Has to be, variable, because it varies a lot more with temperature and pressure, but nonetheless a forcing while there are any molecules in the atmosphere.
It is always resident in the atmosphere at its saturation level for that temperature and pressure.

“And what do you think would happen on Earth if there were no non-condensing GHGs, chief among which is of course CO2?”

So many earth’s to choose from.

Which one would Tony Banton care to use?
Let us take the view that it is the earth as it is now with the unreal assumption that no CO2, Methane and the other minute trace GHG are available or possible. A lifeless* rock with lots of water and Oxygen and Nitrogen. No life or possibility of life like we know it. Unreal.

But this is science. No GHG , no life but atmospheric temperatures.
Life removed, we have a rocky silicon and iron planet with oceans atmosphere and a heat source the sun.
Might be a bit more in the Zeke knowledge range now.

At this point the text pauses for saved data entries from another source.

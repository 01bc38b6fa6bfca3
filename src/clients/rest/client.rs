//! REST client implementation for the Mixin management API.
//!
//! This module provides the [`RestClient`] type for making REST API requests
//! with automatic path normalization.

use std::collections::HashMap;

use crate::clients::rest::RestError;
use crate::clients::{HttpClient, HttpMethod, HttpRequest, HttpResponse};
use crate::config::MixinConfig;

/// REST API client for the Mixin management API.
///
/// Provides convenient methods (`get`, `post`, `put`) for making REST API
/// requests with automatic path normalization.
///
/// # Thread Safety
///
/// `RestClient` is `Send + Sync`, making it safe to share across async tasks.
///
/// # Example
///
/// ```rust,ignore
/// use mixin_api::RestClient;
///
/// let client = RestClient::new(&config);
///
/// // GET request
/// let response = client.get("products", None).await?;
///
/// // POST request with body
/// let body = serde_json::json!({"name": "Shoes", "parent": null});
/// let response = client.post("categories", body, None).await?;
/// ```
#[derive(Debug)]
pub struct RestClient {
    http_client: HttpClient,
    page_size: u32,
}

// Verify RestClient is Send + Sync at compile time
const _: fn() = || {
    const fn assert_send_sync<T: Send + Sync>() {}
    assert_send_sync::<RestClient>();
};

impl RestClient {
    /// Creates a new REST client for the configured store.
    ///
    /// # Example
    ///
    /// ```rust
    /// use mixin_api::{ApiKey, MixinConfig, RestClient, StoreUrl};
    ///
    /// let config = MixinConfig::builder()
    ///     .api_key(ApiKey::new("key").unwrap())
    ///     .store_url(StoreUrl::new("https://shop.example.com").unwrap())
    ///     .page_size(20)
    ///     .build()
    ///     .unwrap();
    ///
    /// let client = RestClient::new(&config);
    /// assert_eq!(client.page_size(), 20);
    /// ```
    #[must_use]
    pub fn new(config: &MixinConfig) -> Self {
        tracing::debug!(store = %config.store_url(), "Creating Mixin REST client");

        Self {
            http_client: HttpClient::new(config),
            page_size: config.page_size(),
        }
    }

    /// Returns the configured page size for collection fetches.
    #[must_use]
    pub const fn page_size(&self) -> u32 {
        self.page_size
    }

    /// Returns the underlying HTTP client.
    #[must_use]
    pub const fn http_client(&self) -> &HttpClient {
        &self.http_client
    }

    /// Sends a GET request to the specified path.
    ///
    /// # Errors
    ///
    /// Returns [`RestError::InvalidPath`] if the path is invalid (e.g., empty).
    /// Returns [`RestError::Http`] for HTTP-level errors.
    ///
    /// # Example
    ///
    /// ```rust,ignore
    /// let mut query = HashMap::new();
    /// query.insert("search".to_string(), "shirt".to_string());
    /// let response = client.get("products", Some(query)).await?;
    /// ```
    pub async fn get(
        &self,
        path: &str,
        query: Option<HashMap<String, String>>,
    ) -> Result<HttpResponse, RestError> {
        self.make_request(HttpMethod::Get, path, None, query).await
    }

    /// Sends a POST request to the specified path.
    ///
    /// # Errors
    ///
    /// Returns [`RestError::InvalidPath`] if the path is invalid.
    /// Returns [`RestError::Http`] for HTTP-level errors.
    pub async fn post(
        &self,
        path: &str,
        body: serde_json::Value,
        query: Option<HashMap<String, String>>,
    ) -> Result<HttpResponse, RestError> {
        self.make_request(HttpMethod::Post, path, Some(body), query)
            .await
    }

    /// Sends a PUT request to the specified path.
    ///
    /// # Errors
    ///
    /// Returns [`RestError::InvalidPath`] if the path is invalid.
    /// Returns [`RestError::Http`] for HTTP-level errors.
    pub async fn put(
        &self,
        path: &str,
        body: serde_json::Value,
        query: Option<HashMap<String, String>>,
    ) -> Result<HttpResponse, RestError> {
        self.make_request(HttpMethod::Put, path, Some(body), query)
            .await
    }

    async fn make_request(
        &self,
        method: HttpMethod,
        path: &str,
        body: Option<serde_json::Value>,
        query: Option<HashMap<String, String>>,
    ) -> Result<HttpResponse, RestError> {
        let normalized_path = normalize_path(path)?;

        let mut builder = HttpRequest::builder(method, &normalized_path);

        if let Some(body_value) = body {
            builder = builder.json(body_value);
        }

        if let Some(query_params) = query {
            builder = builder.query(query_params);
        }

        let request = builder.build().map_err(|e| RestError::Http(e.into()))?;

        self.http_client.request(request).await.map_err(Into::into)
    }
}

/// Normalizes a management API path.
///
/// Strips leading `/` characters and guarantees exactly one trailing `/`.
///
/// ```rust,ignore
/// assert_eq!(normalize_path("products")?, "products/");
/// assert_eq!(normalize_path("/products/12/")?, "products/12/");
/// ```
fn normalize_path(path: &str) -> Result<String, RestError> {
    let trimmed = path.trim_start_matches('/').trim_end_matches('/');

    if trimmed.is_empty() {
        return Err(RestError::InvalidPath {
            path: path.to_string(),
        });
    }

    Ok(format!("{trimmed}/"))
}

We would have the same planet, the same atmosphere, and the same seas.
The temperature of the world would be the same at the TOA .
Energy in equals energy out.

The atmosphere would be hotter during the day under the sun and colder at night with a marked range of extremes.
More of the earth would be covered with ice starting from the north /south boundaries where the temperature is always below zero.
The average temperature, thanks chief, on a slowly rotating planet like this, would be more or less the same as today.

Long term there would be drastic changes as the compounds would have to find new ways to achieve stability.

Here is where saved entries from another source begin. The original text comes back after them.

//! Resource-specific error types for REST API operations.
//!
//! This module contains the error taxonomy for Mixin resource operations,
//! extending the base [`RestError`](crate::clients::RestError) with semantic
//! variants derived from the vendor's status codes and error bodies.
//!
//! # Error Handling
//!
//! The vendor reports most rejections as a 400 or 500 whose body carries an
//! error code. [`ResourceError::from_http_response`] maps them as follows:
//!
//! - **404**: [`ResourceError::NotFound`]
//! - **400**: `product_invalid_id` is [`ResourceError::NotFound`]; known codes
//!   become [`ResourceError::VendorRejected`] with a specific
//!   [`RejectionReason`]; anything else is [`RejectionReason::BadRequest`]
//! - **401**: [`ResourceError::Unauthenticated`]
//! - **403**: [`ResourceError::Forbidden`]
//! - **500**: `duplicate_term_slug` and `missing_parent` become
//!   [`ResourceError::VendorRejected`]; anything else is
//!   [`ResourceError::UnknownVendorError`]
//! - **Other**: [`ResourceError::UnknownVendorError`]
//!
//! Transport failures (no status received) become
//! [`ResourceError::TransientNetwork`].
//!
//! # Example
//!
//! ```rust,ignore
//! use mixin_api::rest::{ResourceError, RejectionReason};
//!
//! match store.create_category(&category, &mask).await {
//!     Ok(id) => println!("Created category {}", id),
//!     Err(ResourceError::VendorRejected { reason: RejectionReason::DuplicateName, .. }) => {
//!         println!("A category with that name already exists");
//!     }
//!     Err(e) => println!("Other error: {}", e),
//! }
//! ```

use std::fmt;

use crate::clients::{HttpError, RestError, RAW_BODY_KEY};
use thiserror::Error;

/// A caller supplied a value that violates an input contract.
///
/// These errors are raised synchronously before any request is sent.
#[derive(Debug, Error, Clone, PartialEq, Eq)]
pub enum ArgumentError {
    /// An identifier component was negative.
    #[error("Identifier components must be non-negative (outer: {outer}, inner: {inner})")]
    NegativeComponent {
        /// The outer (product) component.
        outer: i64,
        /// The inner (variant) component.
        inner: i64,
    },

    /// The pair is too large to fold into a 64-bit composite identifier.
    #[error("Identifier pair ({outer}, {inner}) does not fit in a composite identifier")]
    Overflow {
        /// The outer (product) component.
        outer: i64,
        /// The inner (variant) component.
        inner: i64,
    },

    /// A composite identifier was negative.
    #[error("Composite identifier must be non-negative, got {code}")]
    NegativeCompositeId {
        /// The rejected code.
        code: i64,
    },

    /// A field category name is not part of the fixed category table.
    #[error("Unsupported field: {field}")]
    UnsupportedField {
        /// The unrecognized category name.
        field: String,
    },

    /// A product URL could not be parsed.
    #[error("Malformed product URL '{url}': {reason}")]
    MalformedUrl {
        /// The URL that was rejected.
        url: String,
        /// Why the URL was rejected.
        reason: &'static str,
    },
}

/// The specific reason a vendor rejected a request.
#[derive(Debug, Clone, Copy, PartialEq, Eq, Hash)]
pub enum RejectionReason {
    /// A category (term) with the same name or slug already exists.
    DuplicateName,
    /// The referenced parent category does not exist.
    MissingParent,
    /// The SKU is invalid.
    InvalidSku,
    /// The stock quantity is invalid.
    InvalidQuantity,
    /// A 400 response without a recognized error code.
    BadRequest,
}

impl fmt::Display for RejectionReason {
    fn fmt(&self, f: &mut fmt::Formatter<'_>) -> fmt::Result {
        let text = match self {
            Self::DuplicateName => "duplicate name",
            Self::MissingParent => "missing parent",
            Self::InvalidSku => "invalid SKU",
            Self::InvalidQuantity => "invalid quantity",
            Self::BadRequest => "bad request",
        };
        f.write_str(text)
    }
}

/// Error type for REST resource operations.
///
/// # Example
///
/// ```rust
/// use mixin_api::rest::ResourceError;
///
/// let error = ResourceError::NotFound {
///     resource: "Product",
///     id: "123".to_string(),
/// };
/// assert!(error.to_string().contains("Product"));
/// assert!(error.to_string().contains("123"));
/// ```
#[derive(Debug, Error)]
pub enum ResourceError {
    /// The caller passed an invalid argument.
    #[error(transparent)]
    InvalidArgument(#[from] ArgumentError),

    /// The resource does not exist at the vendor.
    #[error("{resource} with id {id} not found")]
    NotFound {
        /// The type name of the resource (e.g., "Product", "Category").
        resource: &'static str,
        /// The ID that was requested.
        id: String,
    },

    /// The API key was rejected (HTTP 401).
    #[error("Authentication with the Mixin API failed. Check the configured API key.")]
    Unauthenticated,

    /// The API key lacks access to the resource (HTTP 403).
    #[error("Access forbidden: {body}")]
    Forbidden {
        /// The raw response body.
        body: String,
    },

    /// No response was received from the vendor.
    #[error("Network error: {message}")]
    TransientNetwork {
        /// Description of the transport failure.
        message: String,
    },

    /// The vendor rejected the request with a recognized error body.
    #[error("Request rejected by Mixin ({reason}): {body}")]
    VendorRejected {
        /// The specific rejection reason.
        reason: RejectionReason,
        /// The raw response body.
        body: String,
        /// The request ID for debugging (from X-Request-Id header).
        request_id: Option<String>,
    },

    /// The vendor returned an unrecognized status or error body.
    #[error("Unexpected Mixin API error (status {code}): {body}")]
    UnknownVendorError {
        /// The HTTP status code.
        code: u16,
        /// The raw response body.
        body: String,
        /// The request ID for debugging (from X-Request-Id header).
        request_id: Option<String>,
    },

    /// The operation is not supported by the vendor API.
    #[error("{operation} is not supported by the Mixin API")]
    Unsupported {
        /// The operation that was attempted.
        operation: &'static str,
    },

    /// No valid path matches the provided IDs and operation.
    #[error("Cannot resolve path for {resource}::{operation} with provided IDs")]
    PathResolutionFailed {
        /// The type name of the resource.
        resource: &'static str,
        /// The operation being attempted (e.g., "find", "all", "update").
        operation: &'static str,
    },

    /// A successful response carried a body that could not be decoded.
    #[error("Unexpected response body for {resource}: {message}")]
    UnexpectedBody {
        /// The type name of the resource.
        resource: &'static str,
        /// What went wrong during decoding.
        message: String,
    },

    /// A record could not be serialized for sending.
    #[error("Failed to serialize {resource}: {message}")]
    Serialization {
        /// The type name of the resource.
        resource: &'static str,
        /// The serializer's message.
        message: String,
    },

    /// A REST-level error occurred.
    #[error(transparent)]
    Rest(RestError),
}

impl From<RestError> for ResourceError {
    fn from(error: RestError) -> Self {
        match error {
            RestError::Http(HttpError::Network(e)) => Self::TransientNetwork {
                message: e.to_string(),
            },
            other => Self::Rest(other),
        }
    }
}

impl ResourceError {
    /// Classifies a non-2xx vendor response.
    ///
    /// # Arguments
    ///
    /// * `code` - The HTTP status code
    /// * `body` - The response body as JSON
    /// * `resource` - The resource type name (e.g., "Product")
    /// * `id` - The resource ID (if applicable)
    /// * `request_id` - The X-Request-Id header value
    ///
    /// # Example
    ///
    /// ```rust
    /// use mixin_api::rest::{ResourceError, RejectionReason};
    /// use serde_json::json;
    ///
    /// let error = ResourceError::from_http_response(
    ///     400,
    ///     &json!({"code": "term_exists"}),
    ///     "Category",
    ///     None,
    ///     None,
    /// );
    /// assert!(matches!(
    ///     error,
    ///     ResourceError::VendorRejected { reason: RejectionReason::DuplicateName, .. }
    /// ));
    /// ```
    #[must_use]
    pub fn from_http_response(
        code: u16,
        body: &serde_json::Value,
        resource: &'static str,
        id: Option<&str>,
        request_id: Option<&str>,
    ) -> Self {
        let text = body_text(body);
        let not_found = || Self::NotFound {
            resource,
            id: id.unwrap_or("unknown").to_string(),
        };
        let rejected = |reason| Self::VendorRejected {
            reason,
            body: text.clone(),
            request_id: request_id.map(ToString::to_string),
        };
        let unknown = || Self::UnknownVendorError {
            code,
            body: text.clone(),
            request_id: request_id.map(ToString::to_string),
        };

        match code {
            404 => not_found(),
            400 if text.contains("product_invalid_id") => not_found(),
            400 if text.contains("product_invalid_sku") => rejected(RejectionReason::InvalidSku),
            400 if text.contains("stock_quantity") => rejected(RejectionReason::InvalidQuantity),
            400 if text.contains("term_exists") => rejected(RejectionReason::DuplicateName),
            400 => rejected(RejectionReason::BadRequest),
            401 => Self::Unauthenticated,
            403 => Self::Forbidden { body: text.clone() },
            500 if text.contains("duplicate_term_slug") => {
                rejected(RejectionReason::DuplicateName)
            }
            500 if text.contains("missing_parent") => rejected(RejectionReason::MissingParent),
            _ => unknown(),
        }
    }

    /// Returns the request ID if available.
    #[must_use]
    pub fn request_id(&self) -> Option<&str> {
        match self {
            Self::VendorRejected { request_id, .. } | Self::UnknownVendorError { request_id, .. } => {
                request_id.as_deref()
            }
            _ => None,
        }
    }
}

/// Returns the body as text, unwrapping bodies the HTTP layer kept verbatim.
fn body_text(body: &serde_json::Value) -> String {
    body.get(RAW_BODY_KEY)
        .and_then(serde_json::Value::as_str)
        .map_or_else(|| body.to_string(), ToString::to_string)
}

// Verify error types are Send + Sync at compile time
const _: fn() = || {
    const fn assert_send_sync<T: Send + Sync>() {}
    assert_send_sync::<ResourceError>();
    assert_send_sync::<ArgumentError>();
};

*A lifeless rock Tony as basically it would have to be carbon free to be CO2 free.

Alarmists use two false arguments to claim that water vapor is not a forcing.
Your argument.
The first is that water vapor does not have a residence in the atmosphere because it rains.
The falsity here is that rain does not remove water from the atmosphere. It just removes excess water for that temperature and pressure.
T
The second is that without CO2 forcing all the water in the world would remain as ice and that CO2 was necessary to allow water vapor to get into the atmosphere.
The point is that the earth has come from a hotter to a cooler planet and the water vapor was already in the atmosphere when the earth was much warmer. Pulling the coming out of an Ice age trick does not work either. A drop of 10-12 C could never freeze all the water in the world.
The claim that it was well below zero without an atmosphere does not work either. If one had water on the moon it would be ice on the dark side and steam on the sunny side at well over 100 C. The same argument applies to water on the Earth. Wherever the sun was water would heat up, go into the atmosphere and then exert its GHG effect.

David Appell | September 3, 2021 at 1:34 pm | Reply

angech wrote: The claim that it was well below zero without an atmosphere does not work either.

Without an atmosphere?? What relevance does that have to a discussion of water vapor?

angech | September 3, 2021 at 1:15 am | Reply

David
Short version Water vapor is a gas, a GHG. Always present in the atmosphere.
Water is therefore a GHG just like methane and CO2.
You consider them to be forcing so by your own logic H2O is also a forcing.